**Problem:** Some lines in the listing hold the word "manifest". Return each of them.

★ ★ ★ ★ ★ ★ ★

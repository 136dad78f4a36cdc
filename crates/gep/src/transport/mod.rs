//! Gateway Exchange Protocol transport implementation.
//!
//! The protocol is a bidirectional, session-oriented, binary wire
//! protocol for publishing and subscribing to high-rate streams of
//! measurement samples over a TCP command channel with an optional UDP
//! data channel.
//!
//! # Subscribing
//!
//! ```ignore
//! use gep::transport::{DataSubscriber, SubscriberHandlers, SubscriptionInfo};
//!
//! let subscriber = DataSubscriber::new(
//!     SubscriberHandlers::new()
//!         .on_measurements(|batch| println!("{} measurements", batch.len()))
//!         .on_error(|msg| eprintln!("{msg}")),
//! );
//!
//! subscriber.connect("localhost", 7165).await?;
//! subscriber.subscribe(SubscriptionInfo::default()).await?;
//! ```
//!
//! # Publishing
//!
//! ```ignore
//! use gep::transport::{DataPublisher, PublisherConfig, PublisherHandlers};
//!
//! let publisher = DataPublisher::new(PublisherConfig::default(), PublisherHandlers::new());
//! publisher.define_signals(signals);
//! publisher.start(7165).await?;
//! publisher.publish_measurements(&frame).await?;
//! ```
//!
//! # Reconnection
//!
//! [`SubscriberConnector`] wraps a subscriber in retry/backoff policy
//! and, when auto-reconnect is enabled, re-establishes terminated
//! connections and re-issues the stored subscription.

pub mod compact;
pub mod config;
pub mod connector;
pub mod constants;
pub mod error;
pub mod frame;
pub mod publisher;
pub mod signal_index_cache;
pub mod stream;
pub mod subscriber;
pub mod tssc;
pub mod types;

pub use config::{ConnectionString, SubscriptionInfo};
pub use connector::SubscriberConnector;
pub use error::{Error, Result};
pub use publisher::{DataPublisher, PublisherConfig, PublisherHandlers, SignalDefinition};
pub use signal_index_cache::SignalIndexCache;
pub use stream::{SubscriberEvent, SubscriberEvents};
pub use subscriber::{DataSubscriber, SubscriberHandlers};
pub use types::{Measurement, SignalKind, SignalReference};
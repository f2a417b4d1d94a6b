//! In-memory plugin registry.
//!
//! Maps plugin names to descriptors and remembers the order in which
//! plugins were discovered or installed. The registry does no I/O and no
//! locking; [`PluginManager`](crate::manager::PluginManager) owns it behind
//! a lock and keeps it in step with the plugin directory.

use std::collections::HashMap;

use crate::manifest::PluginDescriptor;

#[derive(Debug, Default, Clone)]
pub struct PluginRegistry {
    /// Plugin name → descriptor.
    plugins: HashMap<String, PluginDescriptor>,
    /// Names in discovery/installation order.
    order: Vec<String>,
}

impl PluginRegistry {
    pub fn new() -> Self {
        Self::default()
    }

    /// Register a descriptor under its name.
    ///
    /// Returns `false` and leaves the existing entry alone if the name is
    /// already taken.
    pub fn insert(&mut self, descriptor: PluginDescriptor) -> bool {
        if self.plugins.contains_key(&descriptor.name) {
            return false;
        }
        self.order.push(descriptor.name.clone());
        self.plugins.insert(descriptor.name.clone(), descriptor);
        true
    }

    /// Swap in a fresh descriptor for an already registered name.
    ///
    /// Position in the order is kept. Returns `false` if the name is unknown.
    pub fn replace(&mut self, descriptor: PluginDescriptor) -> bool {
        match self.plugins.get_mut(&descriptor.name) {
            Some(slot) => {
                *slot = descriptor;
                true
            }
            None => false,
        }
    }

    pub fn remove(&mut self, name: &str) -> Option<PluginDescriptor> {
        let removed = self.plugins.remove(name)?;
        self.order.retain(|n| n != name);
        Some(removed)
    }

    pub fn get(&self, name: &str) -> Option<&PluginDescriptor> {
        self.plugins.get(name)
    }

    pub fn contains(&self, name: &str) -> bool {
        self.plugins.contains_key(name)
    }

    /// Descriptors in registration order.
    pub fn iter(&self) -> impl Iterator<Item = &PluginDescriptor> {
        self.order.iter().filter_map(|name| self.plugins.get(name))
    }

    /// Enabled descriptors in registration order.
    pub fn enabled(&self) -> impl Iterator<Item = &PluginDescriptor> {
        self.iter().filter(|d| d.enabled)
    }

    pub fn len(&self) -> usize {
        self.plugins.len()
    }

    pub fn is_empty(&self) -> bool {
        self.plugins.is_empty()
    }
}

★ ★ ★ ★ ★ ★ ★

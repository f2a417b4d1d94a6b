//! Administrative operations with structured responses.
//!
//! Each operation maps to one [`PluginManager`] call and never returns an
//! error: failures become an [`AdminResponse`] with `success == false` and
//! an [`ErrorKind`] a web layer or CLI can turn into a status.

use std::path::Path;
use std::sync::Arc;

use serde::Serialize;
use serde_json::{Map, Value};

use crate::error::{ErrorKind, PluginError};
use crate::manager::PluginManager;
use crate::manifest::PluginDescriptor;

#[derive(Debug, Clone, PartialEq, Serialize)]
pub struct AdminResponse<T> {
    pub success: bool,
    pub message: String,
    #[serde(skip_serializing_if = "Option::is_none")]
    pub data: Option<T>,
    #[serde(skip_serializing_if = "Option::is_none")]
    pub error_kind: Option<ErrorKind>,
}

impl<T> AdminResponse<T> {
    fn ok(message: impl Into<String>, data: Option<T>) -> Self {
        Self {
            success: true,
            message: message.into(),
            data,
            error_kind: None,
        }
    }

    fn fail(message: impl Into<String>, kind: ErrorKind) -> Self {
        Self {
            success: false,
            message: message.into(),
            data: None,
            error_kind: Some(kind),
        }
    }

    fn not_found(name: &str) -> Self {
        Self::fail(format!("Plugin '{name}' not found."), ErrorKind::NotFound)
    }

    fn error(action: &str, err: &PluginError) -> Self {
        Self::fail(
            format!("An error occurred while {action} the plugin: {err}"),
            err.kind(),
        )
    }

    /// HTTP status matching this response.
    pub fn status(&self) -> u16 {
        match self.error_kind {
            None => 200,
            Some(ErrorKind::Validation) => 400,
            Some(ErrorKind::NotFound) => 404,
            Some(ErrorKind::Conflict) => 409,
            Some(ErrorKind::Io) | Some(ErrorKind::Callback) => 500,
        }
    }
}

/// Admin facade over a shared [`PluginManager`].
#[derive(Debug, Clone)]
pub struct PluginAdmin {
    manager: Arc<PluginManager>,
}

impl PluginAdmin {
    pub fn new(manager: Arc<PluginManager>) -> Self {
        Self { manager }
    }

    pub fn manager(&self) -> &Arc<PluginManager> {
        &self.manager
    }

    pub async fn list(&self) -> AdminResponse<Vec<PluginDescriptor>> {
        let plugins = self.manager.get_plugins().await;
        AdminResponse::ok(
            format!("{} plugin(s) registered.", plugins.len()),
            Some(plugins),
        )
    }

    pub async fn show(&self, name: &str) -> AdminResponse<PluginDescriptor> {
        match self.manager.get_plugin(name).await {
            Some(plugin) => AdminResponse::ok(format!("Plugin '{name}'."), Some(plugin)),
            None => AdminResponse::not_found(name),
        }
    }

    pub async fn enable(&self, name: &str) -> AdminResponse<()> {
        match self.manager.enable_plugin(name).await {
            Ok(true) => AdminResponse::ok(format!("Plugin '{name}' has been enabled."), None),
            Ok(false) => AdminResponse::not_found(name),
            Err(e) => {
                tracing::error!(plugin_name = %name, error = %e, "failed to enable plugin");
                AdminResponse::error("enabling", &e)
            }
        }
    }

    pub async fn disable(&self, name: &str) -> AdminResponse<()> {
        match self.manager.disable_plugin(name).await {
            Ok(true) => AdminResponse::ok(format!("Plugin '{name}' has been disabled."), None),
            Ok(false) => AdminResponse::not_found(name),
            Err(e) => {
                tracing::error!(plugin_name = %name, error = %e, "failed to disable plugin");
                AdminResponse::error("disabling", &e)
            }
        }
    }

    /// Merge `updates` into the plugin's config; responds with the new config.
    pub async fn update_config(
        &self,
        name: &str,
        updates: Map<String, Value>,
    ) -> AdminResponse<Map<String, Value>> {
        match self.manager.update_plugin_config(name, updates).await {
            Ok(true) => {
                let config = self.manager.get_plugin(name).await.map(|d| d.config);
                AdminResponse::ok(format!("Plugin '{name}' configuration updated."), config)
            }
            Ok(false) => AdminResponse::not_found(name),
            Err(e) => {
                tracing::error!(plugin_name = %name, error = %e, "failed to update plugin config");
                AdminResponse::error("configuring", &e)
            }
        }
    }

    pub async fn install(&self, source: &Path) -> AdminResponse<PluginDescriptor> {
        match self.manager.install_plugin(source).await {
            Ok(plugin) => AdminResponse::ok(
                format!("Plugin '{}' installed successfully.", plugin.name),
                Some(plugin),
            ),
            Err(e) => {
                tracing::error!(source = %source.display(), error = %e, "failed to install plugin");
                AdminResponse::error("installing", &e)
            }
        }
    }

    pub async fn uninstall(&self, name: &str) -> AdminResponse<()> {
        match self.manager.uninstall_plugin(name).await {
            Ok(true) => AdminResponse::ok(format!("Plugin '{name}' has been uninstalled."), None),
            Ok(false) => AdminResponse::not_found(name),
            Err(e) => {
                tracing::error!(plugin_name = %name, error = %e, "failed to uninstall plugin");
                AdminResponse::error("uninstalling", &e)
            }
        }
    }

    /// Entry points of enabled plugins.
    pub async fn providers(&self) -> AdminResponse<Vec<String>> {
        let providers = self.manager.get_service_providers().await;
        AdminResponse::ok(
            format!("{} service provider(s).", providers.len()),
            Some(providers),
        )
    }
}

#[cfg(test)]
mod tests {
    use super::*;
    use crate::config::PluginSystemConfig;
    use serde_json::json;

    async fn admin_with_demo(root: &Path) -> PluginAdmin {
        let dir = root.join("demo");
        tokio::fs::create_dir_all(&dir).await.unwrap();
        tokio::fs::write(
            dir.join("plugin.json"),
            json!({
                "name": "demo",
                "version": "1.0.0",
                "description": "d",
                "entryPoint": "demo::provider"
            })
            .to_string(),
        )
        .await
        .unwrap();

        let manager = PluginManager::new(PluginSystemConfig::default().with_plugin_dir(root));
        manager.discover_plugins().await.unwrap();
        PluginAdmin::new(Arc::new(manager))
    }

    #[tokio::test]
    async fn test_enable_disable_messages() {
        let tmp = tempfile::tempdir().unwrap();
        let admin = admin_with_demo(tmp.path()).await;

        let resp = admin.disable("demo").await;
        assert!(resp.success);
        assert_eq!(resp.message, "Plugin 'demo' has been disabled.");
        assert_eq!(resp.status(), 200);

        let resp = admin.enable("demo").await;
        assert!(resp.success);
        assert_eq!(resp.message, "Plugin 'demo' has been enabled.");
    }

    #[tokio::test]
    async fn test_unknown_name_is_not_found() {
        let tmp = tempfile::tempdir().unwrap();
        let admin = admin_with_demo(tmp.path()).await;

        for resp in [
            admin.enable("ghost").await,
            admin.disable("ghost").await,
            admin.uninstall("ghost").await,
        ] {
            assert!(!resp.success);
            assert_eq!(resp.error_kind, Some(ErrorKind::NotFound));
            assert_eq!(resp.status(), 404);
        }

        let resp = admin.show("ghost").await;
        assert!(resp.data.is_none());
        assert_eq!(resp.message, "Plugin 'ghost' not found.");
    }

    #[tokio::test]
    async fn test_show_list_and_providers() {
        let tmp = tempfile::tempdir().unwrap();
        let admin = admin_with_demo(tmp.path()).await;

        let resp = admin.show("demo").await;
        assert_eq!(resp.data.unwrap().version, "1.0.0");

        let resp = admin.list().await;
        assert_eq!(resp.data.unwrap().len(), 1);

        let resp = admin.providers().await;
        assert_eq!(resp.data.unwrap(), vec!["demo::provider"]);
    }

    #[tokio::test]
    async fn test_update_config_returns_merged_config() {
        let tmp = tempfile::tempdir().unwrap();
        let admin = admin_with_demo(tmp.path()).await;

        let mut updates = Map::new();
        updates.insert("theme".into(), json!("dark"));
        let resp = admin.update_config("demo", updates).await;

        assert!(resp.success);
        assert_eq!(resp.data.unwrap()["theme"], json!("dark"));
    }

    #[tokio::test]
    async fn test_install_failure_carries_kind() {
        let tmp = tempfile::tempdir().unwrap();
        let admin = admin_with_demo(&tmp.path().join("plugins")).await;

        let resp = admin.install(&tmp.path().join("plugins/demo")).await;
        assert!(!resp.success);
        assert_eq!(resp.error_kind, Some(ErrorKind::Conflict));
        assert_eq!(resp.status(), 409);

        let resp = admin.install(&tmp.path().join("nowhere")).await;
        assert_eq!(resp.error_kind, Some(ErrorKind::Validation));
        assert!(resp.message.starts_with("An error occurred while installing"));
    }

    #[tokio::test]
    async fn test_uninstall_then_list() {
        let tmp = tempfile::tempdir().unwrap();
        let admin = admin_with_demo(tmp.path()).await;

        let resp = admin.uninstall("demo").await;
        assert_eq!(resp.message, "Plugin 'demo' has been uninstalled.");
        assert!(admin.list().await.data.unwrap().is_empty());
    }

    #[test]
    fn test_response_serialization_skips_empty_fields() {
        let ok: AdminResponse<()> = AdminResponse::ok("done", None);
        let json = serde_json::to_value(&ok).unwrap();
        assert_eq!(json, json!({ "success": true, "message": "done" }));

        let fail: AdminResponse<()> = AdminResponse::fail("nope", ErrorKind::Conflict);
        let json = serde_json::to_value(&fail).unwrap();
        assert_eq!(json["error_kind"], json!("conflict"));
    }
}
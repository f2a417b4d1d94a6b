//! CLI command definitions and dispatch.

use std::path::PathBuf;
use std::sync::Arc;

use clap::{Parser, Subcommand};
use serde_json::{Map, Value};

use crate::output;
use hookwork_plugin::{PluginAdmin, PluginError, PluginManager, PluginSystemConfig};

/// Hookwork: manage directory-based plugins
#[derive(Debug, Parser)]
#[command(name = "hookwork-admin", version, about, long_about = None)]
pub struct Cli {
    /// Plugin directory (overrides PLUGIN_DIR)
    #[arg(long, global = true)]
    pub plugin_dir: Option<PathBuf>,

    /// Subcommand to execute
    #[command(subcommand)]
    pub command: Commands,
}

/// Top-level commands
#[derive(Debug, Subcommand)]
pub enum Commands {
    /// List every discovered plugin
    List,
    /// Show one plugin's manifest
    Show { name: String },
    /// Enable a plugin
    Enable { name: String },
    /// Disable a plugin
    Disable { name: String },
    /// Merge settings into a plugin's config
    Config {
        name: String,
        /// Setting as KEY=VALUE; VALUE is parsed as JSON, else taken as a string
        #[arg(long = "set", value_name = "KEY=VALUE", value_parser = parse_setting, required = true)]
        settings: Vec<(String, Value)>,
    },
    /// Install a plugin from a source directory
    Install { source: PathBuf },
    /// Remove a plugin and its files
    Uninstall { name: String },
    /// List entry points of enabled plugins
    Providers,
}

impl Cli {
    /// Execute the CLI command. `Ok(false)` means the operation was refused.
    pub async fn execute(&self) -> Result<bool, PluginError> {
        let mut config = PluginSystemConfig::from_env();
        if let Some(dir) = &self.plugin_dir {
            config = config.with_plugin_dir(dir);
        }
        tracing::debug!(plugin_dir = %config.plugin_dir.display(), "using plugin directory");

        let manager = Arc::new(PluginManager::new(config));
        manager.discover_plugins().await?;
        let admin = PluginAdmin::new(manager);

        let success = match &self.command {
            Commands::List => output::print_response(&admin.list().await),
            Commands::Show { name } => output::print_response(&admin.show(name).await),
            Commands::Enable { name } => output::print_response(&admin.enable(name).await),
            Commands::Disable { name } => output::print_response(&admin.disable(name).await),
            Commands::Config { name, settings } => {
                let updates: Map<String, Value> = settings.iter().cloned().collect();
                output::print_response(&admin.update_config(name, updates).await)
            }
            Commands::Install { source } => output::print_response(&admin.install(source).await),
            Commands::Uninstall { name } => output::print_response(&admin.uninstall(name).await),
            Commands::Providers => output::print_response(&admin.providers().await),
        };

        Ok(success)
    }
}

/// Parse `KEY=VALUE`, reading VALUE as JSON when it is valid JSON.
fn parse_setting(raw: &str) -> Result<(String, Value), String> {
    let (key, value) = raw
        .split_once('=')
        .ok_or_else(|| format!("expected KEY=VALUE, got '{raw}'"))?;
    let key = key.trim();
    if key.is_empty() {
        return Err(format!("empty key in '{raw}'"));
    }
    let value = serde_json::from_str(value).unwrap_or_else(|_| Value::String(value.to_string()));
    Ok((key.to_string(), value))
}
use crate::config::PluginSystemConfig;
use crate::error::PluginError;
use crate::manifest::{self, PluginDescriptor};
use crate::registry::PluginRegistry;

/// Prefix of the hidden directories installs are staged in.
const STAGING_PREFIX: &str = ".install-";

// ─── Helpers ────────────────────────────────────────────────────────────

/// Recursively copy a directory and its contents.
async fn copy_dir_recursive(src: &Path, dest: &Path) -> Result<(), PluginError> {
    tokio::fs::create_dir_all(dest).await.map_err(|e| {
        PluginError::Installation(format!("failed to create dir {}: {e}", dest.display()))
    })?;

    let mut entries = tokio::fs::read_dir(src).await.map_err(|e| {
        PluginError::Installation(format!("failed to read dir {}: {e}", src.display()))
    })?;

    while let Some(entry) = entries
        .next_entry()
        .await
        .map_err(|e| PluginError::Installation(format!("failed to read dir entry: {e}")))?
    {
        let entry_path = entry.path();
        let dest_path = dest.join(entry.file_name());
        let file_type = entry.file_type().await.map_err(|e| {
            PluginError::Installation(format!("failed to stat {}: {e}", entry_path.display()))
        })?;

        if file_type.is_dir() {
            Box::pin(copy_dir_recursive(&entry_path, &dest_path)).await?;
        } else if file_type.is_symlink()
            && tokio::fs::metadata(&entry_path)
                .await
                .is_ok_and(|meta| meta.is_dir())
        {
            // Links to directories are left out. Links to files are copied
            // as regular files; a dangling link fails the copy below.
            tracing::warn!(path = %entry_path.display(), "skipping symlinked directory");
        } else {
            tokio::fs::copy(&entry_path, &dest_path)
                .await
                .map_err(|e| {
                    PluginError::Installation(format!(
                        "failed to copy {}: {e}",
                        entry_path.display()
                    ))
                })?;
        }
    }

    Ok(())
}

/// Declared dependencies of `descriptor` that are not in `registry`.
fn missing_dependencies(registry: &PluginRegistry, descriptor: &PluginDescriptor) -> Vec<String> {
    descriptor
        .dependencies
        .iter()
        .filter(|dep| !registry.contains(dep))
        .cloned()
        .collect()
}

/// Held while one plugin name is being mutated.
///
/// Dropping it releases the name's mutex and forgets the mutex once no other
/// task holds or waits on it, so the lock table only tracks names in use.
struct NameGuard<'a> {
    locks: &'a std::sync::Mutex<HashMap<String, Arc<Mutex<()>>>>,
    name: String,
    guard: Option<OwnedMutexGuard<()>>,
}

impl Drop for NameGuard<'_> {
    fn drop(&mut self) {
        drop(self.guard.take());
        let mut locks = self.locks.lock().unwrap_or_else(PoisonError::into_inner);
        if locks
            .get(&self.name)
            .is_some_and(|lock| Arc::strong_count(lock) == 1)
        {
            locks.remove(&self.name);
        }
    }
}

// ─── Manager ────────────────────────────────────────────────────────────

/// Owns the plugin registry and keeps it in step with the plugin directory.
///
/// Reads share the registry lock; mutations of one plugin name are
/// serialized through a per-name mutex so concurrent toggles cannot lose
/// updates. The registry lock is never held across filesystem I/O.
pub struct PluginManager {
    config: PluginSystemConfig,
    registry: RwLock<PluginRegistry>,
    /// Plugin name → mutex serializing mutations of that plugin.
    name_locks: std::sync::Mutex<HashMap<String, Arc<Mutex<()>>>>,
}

★ ★ ★ ★ ★ ★ ★

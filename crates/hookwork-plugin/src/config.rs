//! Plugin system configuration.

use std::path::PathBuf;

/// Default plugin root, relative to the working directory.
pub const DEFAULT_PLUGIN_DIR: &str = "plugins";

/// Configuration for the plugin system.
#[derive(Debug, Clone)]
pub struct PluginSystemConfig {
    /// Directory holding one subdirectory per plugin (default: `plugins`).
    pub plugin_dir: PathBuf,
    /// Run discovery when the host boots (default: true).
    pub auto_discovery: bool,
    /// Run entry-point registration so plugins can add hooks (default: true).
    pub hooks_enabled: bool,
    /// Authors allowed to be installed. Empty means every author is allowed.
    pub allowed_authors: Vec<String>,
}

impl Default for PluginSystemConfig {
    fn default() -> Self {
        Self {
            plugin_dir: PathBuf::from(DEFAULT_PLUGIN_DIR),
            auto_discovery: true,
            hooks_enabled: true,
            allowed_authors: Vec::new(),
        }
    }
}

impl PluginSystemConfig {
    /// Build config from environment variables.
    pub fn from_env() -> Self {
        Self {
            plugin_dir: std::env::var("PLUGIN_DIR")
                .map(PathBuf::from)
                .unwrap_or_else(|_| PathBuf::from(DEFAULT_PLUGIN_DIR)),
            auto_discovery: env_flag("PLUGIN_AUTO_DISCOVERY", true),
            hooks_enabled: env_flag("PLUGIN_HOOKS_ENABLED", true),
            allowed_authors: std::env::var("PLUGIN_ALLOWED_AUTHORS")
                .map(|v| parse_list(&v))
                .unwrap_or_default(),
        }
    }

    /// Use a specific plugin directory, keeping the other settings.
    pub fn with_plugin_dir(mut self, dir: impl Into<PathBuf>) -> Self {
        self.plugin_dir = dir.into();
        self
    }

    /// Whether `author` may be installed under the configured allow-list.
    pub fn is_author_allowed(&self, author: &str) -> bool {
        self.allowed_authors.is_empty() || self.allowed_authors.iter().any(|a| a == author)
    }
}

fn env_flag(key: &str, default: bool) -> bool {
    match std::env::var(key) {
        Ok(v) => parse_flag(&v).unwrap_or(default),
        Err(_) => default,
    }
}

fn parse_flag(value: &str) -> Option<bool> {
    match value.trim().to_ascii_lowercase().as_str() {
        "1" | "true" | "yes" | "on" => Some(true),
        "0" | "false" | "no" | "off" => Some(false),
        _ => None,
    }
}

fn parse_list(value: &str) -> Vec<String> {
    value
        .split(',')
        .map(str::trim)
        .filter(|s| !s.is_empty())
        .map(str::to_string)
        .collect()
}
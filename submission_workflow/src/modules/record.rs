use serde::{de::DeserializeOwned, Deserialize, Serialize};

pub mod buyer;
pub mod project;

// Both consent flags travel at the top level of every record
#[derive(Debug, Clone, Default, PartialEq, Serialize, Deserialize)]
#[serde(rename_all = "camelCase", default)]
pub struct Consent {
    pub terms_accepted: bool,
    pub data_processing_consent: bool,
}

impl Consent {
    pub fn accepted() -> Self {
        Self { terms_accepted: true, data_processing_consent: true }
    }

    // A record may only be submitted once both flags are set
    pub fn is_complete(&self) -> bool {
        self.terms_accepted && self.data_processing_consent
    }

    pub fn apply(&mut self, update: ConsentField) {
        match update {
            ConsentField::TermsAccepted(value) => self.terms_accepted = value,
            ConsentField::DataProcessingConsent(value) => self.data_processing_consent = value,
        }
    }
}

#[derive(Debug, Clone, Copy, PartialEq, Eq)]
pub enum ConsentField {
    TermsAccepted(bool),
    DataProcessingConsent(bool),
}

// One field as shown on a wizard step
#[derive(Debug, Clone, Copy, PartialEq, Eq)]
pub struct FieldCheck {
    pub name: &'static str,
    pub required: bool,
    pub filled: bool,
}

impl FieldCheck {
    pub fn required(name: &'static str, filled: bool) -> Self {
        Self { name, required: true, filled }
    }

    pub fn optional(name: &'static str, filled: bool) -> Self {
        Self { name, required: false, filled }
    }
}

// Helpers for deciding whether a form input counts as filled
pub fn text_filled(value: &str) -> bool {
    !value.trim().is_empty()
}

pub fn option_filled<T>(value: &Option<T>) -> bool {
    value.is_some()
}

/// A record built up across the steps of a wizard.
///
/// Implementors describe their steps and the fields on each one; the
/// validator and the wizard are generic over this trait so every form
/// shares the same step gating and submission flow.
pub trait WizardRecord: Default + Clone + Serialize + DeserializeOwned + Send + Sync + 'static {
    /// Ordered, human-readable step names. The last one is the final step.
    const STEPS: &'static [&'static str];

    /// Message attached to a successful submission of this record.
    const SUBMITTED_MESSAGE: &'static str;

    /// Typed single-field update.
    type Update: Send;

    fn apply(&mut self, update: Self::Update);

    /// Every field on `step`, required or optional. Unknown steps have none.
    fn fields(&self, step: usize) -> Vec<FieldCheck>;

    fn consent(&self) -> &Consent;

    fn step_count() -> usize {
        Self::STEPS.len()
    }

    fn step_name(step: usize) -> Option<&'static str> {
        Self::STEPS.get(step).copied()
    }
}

★ ★ ★ ★ ★ ★ ★

**Written response:**
use crate::manifest::PluginDescriptor;
use crate::manifest::PluginDescriptor;
    /// Show one plugin's manifest
use crate::manifest::{self, PluginDescriptor};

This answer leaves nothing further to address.